Bruce has something good here. So I will continue to dive in. More listens will tell me if this one is a masterpiece hidden by those who bemoan because of what it is (different), or if it is really just a 2009 version of “Human Touch” (shiny and empty). I’ve been wrong before. But my gut is saying interesting and worth the time to get to know it
I’ve been right before too.

New Springsteen Sunday

The new Springsteen song aired on NBC’s Sunday Night Football at halftime.  “Workin’ on a Dream” was debuted at the final appearance for Bruce at a pre-election Barrack Obama rally in Cleveland.   The NBC version was a band recording, with producer Brenden O’Brien at the sliders, as he has been for the last two Springsteen albums.  A January 20 (Inauguration Day, right?) release date is rumored for the record. The music?  Pop music for adults.  The solo take seemed like it was ripe for the rock.   The tease begins… Tour. Tour. Tour.  Because, I swear on Jerry Lee’s quart of backstage Vodka that Bruce and the E Street Band may have been better than ever on their most recent “Magic” tour.  No bull. 

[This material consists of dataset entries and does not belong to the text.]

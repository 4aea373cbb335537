//! Top-level error types for the Stepchain domain.
//!
//! [`StepchainError`] covers conditions that stop the agent from starting or
//! drop the result of one payload. Guardrail cancellations and malformed model
//! output are *not* errors: they are recorded as data in the chain's outputs.
//!
//! [`ProviderError`] is the failure type of the text-generation port. Failed
//! calls are never retried.

use thiserror::Error;

use crate::StepName;

// ---------------------------------------------------------------------------
// Provider errors
// ---------------------------------------------------------------------------

/// Failure reported by a [`crate::LlmProvider`] implementation.
#[derive(Debug, Error)]
pub enum ProviderError {
    /// The request never produced an HTTP response (connect failure, timeout).
    #[error("transport error: {message}")]
    Transport {
        message: String,
        /// `true` when the failure was a client-side timeout.
        timed_out: bool,
    },

    /// The service answered with a non-success status.
    #[error("service returned HTTP {status}: {body}")]
    Status { status: u16, body: String },

    /// The response body could not be decoded or lacked a completion.
    #[error("malformed service response: {message}")]
    MalformedResponse { message: String },
}

// ---------------------------------------------------------------------------
// Agent-level errors
// ---------------------------------------------------------------------------

/// Errors that stop the agent at startup or drop one payload's result.
#[derive(Debug, Error)]
pub enum StepchainError {
    /// The step configuration is structurally invalid.
    ///
    /// Produced at load time; the agent never reaches the serving state.
    #[error("Configuration error: {message}")]
    ConfigurationError {
        /// Description of the configuration problem.
        message: String,
    },

    /// A payload arrived but the step list is empty.
    #[error("No steps loaded. Provide a valid steps configuration.")]
    NoStepsConfigured,

    /// The text-generation call for a step failed.
    ///
    /// Propagates out of the per-payload unit; the payload's result is dropped.
    #[error("Step '{step}' failed: {source}")]
    Provider {
        /// The step whose call failed.
        step: StepName,
        #[source]
        source: ProviderError,
    },
}

impl StepchainError {
    pub(crate) fn config(message: impl Into<String>) -> Self {
        StepchainError::ConfigurationError {
            message: message.into(),
        }
    }
}

#[cfg(test)]
mod tests {
    use super::*;

    #[test]
    fn status_failures_carry_code_and_body() {
        let err = ProviderError::Status {
            status: 429,
            body: "slow down".into(),
        };
        assert_eq!(err.to_string(), "service returned HTTP 429: slow down");
    }

    #[test]
    fn provider_failures_name_the_step() {
        let err = StepchainError::Provider {
            step: StepName::new("summarise").unwrap(),
            source: ProviderError::Transport {
                message: "connection refused".into(),
                timed_out: false,
            },
        };
        assert_eq!(
            err.to_string(),
            "Step 'summarise' failed: transport error: connection refused"
        );
    }
}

And now it’s official: Bruce Springsteen’s new album is set for January 27 release on Columbia Records. Working on a Dream was recorded with the E Street Band and features twelve new Springsteen compositions plus two bonus tracks. It is the fourth collaboration between Springsteen and Brendan O’Brien, who produced and mixed the album.
Track list:
1. Outlaw Pete
2. My Lucky Day
3. Working On a Dream
4. Queen of the Supermarket
5. What Love Can Do
6. This Life
7. Good Eye
8. Tomorrow Never Knows
9. Life Itself
10. Kingdom of Days
11. Surprise, Surprise
12. The Last Carnival
Bonus tracks:
The Wrestler
A Night with the Jersey Devil
Springsteen said, “Towards the end of recording Magic, excited by the return to pop production sounds, I continued writing. When my friend producer Brendan O’Brien heard the new songs, he said, ‘Let’s keep going.’ Over the course of the next year, that’s just what we did, recording with the E Street Band during the breaks on last year’s tour. I hope Working on a Dream has caught the energy of the band fresh off the road from some of the most exciting shows we’ve ever done. All the songs were written quickly, we usually used one of our first few takes, and we all had a blast making this one from beginning to end.”
Working on a Dream is Bruce Springsteen’s twenty-fourth album and was recorded and mixed at Southern Tracks in Atlanta, GA with additional recording in New York City, Los Angeles, and New Jersey.